■ **What to work on**
The answer must consist of each line below that holds the word "DateTime", copied as it stands.
..............................
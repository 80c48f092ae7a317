use chrono::{DateTime, NaiveDate, Utc};
use serde::{Deserialize, Serialize};
use sqlx::{FromRow, Type};
use uuid::Uuid;

use crate::models::validation::{ensure_non_negative, ensure_not_blank, ValidationResult};

#[derive(Debug, Clone, Copy, PartialEq, Eq, Hash, Serialize, Deserialize, Type)]
#[sqlx(type_name = "meal_type", rename_all = "snake_case")]
#[serde(rename_all = "snake_case")]
pub enum MealType {
    Breakfast,
    Lunch,
    Dinner,
    Snack,
}

#[derive(Debug, Clone, Serialize, Deserialize, FromRow)]
pub struct FoodEntry {
    pub id: Uuid,
    pub user_id: Uuid,
    pub name: String,
    pub meal_type: MealType,
    pub calories: f64,
    pub protein_g: Option<f64>,
    pub carbs_g: Option<f64>,
    pub fat_g: Option<f64>,
    pub consumed_on: NaiveDate,
    pub notes: Option<String>,
    pub created_at: DateTime<Utc>,
    pub updated_at: DateTime<Utc>,
}

#[derive(Debug, Clone, Deserialize)]
pub struct CreateFoodEntryRequest {
    pub name: String,
    pub meal_type: MealType,
    pub calories: f64,
    pub protein_g: Option<f64>,
    pub carbs_g: Option<f64>,
    pub fat_g: Option<f64>,
    pub consumed_on: Option<NaiveDate>,
    pub notes: Option<String>,
}

impl CreateFoodEntryRequest {
    pub fn validate(&self) -> ValidationResult {
        ensure_not_blank("name", &self.name, 255)?;
        ensure_non_negative("calories", self.calories)?;
        validate_macros(self.protein_g, self.carbs_g, self.fat_g)
    }
}

#[derive(Debug, Clone, Default, Deserialize)]
pub struct UpdateFoodEntryRequest {
    pub name: Option<String>,
    pub meal_type: Option<MealType>,
    pub calories: Option<f64>,
    pub protein_g: Option<f64>,
    pub carbs_g: Option<f64>,
    pub fat_g: Option<f64>,
    pub consumed_on: Option<NaiveDate>,
    pub notes: Option<String>,
}

impl UpdateFoodEntryRequest {
    pub fn validate(&self) -> ValidationResult {
        if let Some(name) = &self.name {
            ensure_not_blank("name", name, 255)?;
        }
        if let Some(calories) = self.calories {
            ensure_non_negative("calories", calories)?;
        }
        validate_macros(self.protein_g, self.carbs_g, self.fat_g)
    }
}

fn validate_macros(protein: Option<f64>, carbs: Option<f64>, fat: Option<f64>) -> ValidationResult {
    for (field, value) in [("protein_g", protein), ("carbs_g", carbs), ("fat_g", fat)] {
        if let Some(value) = value {
            ensure_non_negative(field, value)?;
        }
    }
    Ok(())
}

#[derive(Debug, Default, Deserialize)]
pub struct FoodQuery {
    pub date: Option<NaiveDate>,
    pub from: Option<NaiveDate>,
    pub to: Option<NaiveDate>,
    pub meal_type: Option<MealType>,
}

#[derive(Debug, Clone, Serialize)]
pub struct MealBreakdown {
    pub meal_type: MealType,
    pub entries: usize,
    pub calories: f64,
}

#[derive(Debug, Clone, Serialize)]
pub struct DailyNutritionSummary {
    pub date: NaiveDate,
    pub entry_count: usize,
    pub total_calories: f64,
    pub total_protein_g: f64,
    pub total_carbs_g: f64,
    pub total_fat_g: f64,
    pub by_meal: Vec<MealBreakdown>,
}

impl DailyNutritionSummary {
    pub fn from_entries(date: NaiveDate, entries: &[FoodEntry]) -> Self {
        let by_meal = [MealType::Breakfast, MealType::Lunch, MealType::Dinner, MealType::Snack]
            .into_iter()
            .filter_map(|meal_type| {
                let meals: Vec<&FoodEntry> =
                    entries.iter().filter(|e| e.meal_type == meal_type).collect();
                if meals.is_empty() {
                    return None;
                }
                Some(MealBreakdown {
                    meal_type,
                    entries: meals.len(),
                    calories: meals.iter().map(|e| e.calories).sum(),
                })
            })
            .collect();

        Self {
            date,
            entry_count: entries.len(),
            total_calories: entries.iter().map(|e| e.calories).sum(),
            total_protein_g: entries.iter().filter_map(|e| e.protein_g).sum(),
            total_carbs_g: entries.iter().filter_map(|e| e.carbs_g).sum(),
            total_fat_g: entries.iter().filter_map(|e| e.fat_g).sum(),
            by_meal,
        }
    }
}
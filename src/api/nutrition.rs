use axum::{
    extract::{Path, Query, State},
    http::StatusCode,
    middleware,
    response::Json,
    routing::get,
    Extension, Router,
};
use axum_extra::extract::WithRejection;
use chrono::{NaiveDate, Utc};
use serde::Deserialize;
use uuid::Uuid;

use super::error::{ApiError, ApiResult};
use crate::auth::{jwt_auth_middleware, AuthService, UserSession};
use crate::models::{
    CreateFoodEntryRequest, DailyNutritionSummary, DateRangeQuery, FoodEntry, FoodQuery,
    UpdateFoodEntryRequest,
};
use crate::services::NutritionService;

#[derive(Debug, Deserialize)]
pub struct DayQuery {
    pub date: Option<NaiveDate>,
}

pub fn nutrition_routes(nutrition: NutritionService, auth_service: AuthService) -> Router {
    Router::new()
        .route("/entries", get(list_entries).post(create_entry))
        .route(
            "/entries/:id",
            get(get_entry).put(update_entry).delete(delete_entry),
        )
        .route("/summary", get(daily_summary))
        .route_layer(middleware::from_fn_with_state(auth_service, jwt_auth_middleware))
        .with_state(nutrition)
}

#[tracing::instrument(skip(nutrition, session, request), fields(user_id = %session.user_id))]
async fn create_entry(
    State(nutrition): State<NutritionService>,
    Extension(session): Extension<UserSession>,
    WithRejection(Json(request), _): WithRejection<Json<CreateFoodEntryRequest>, ApiError>,
) -> ApiResult<(StatusCode, Json<FoodEntry>)> {
    request.validate()?;

    let entry = nutrition.create_entry(session.user_id, request).await?;
    Ok((StatusCode::CREATED, Json(entry)))
}

#[tracing::instrument(skip(nutrition, session, query), fields(user_id = %session.user_id))]
async fn list_entries(
    State(nutrition): State<NutritionService>,
    Extension(session): Extension<UserSession>,
    WithRejection(Query(query), _): WithRejection<Query<FoodQuery>, ApiError>,
) -> ApiResult<Json<Vec<FoodEntry>>> {
    DateRangeQuery {
        from: query.from,
        to: query.to,
    }
    .validate()?;

    let entries = nutrition.list_entries(session.user_id, query).await?;
    Ok(Json(entries))
}

#[tracing::instrument(skip(nutrition, session), fields(user_id = %session.user_id))]
async fn get_entry(
    State(nutrition): State<NutritionService>,
    Extension(session): Extension<UserSession>,
    WithRejection(Path(entry_id), _): WithRejection<Path<Uuid>, ApiError>,
) -> ApiResult<Json<FoodEntry>> {
    let entry = nutrition
        .get_entry(entry_id, session.user_id)
        .await?
        .ok_or(ApiError::NotFound("Food entry"))?;

    Ok(Json(entry))
}

#[tracing::instrument(skip(nutrition, session, request), fields(user_id = %session.user_id))]
async fn update_entry(
    State(nutrition): State<NutritionService>,
    Extension(session): Extension<UserSession>,
    WithRejection(Path(entry_id), _): WithRejection<Path<Uuid>, ApiError>,
    WithRejection(Json(request), _): WithRejection<Json<UpdateFoodEntryRequest>, ApiError>,
) -> ApiResult<Json<FoodEntry>> {
    request.validate()?;

    let entry = nutrition
        .update_entry(entry_id, session.user_id, request)
        .await?
        .ok_or(ApiError::NotFound("Food entry"))?;

    Ok(Json(entry))
}

#[tracing::instrument(skip(nutrition, session), fields(user_id = %session.user_id))]
async fn delete_entry(
    State(nutrition): State<NutritionService>,
    Extension(session): Extension<UserSession>,
    WithRejection(Path(entry_id), _): WithRejection<Path<Uuid>, ApiError>,
) -> ApiResult<StatusCode> {
    if !nutrition.delete_entry(entry_id, session.user_id).await? {
        return Err(ApiError::NotFound("Food entry"));
    }

    Ok(StatusCode::NO_CONTENT)
}

/// Totals for `date`, today when omitted
#[tracing::instrument(skip(nutrition, session, query), fields(user_id = %session.user_id))]
async fn daily_summary(
    State(nutrition): State<NutritionService>,
    Extension(session): Extension<UserSession>,
    WithRejection(Query(query), _): WithRejection<Query<DayQuery>, ApiError>,
) -> ApiResult<Json<DailyNutritionSummary>> {
    let date = query.date.unwrap_or_else(|| Utc::now().date_naive());

    let summary = nutrition.daily_summary(session.user_id, date).await?;
    Ok(Json(summary))
}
..............................
■ **Solution for this exercise**
use chrono::{DateTime, NaiveDate, Utc};
    pub created_at: DateTime<Utc>,
    pub updated_at: DateTime<Utc>,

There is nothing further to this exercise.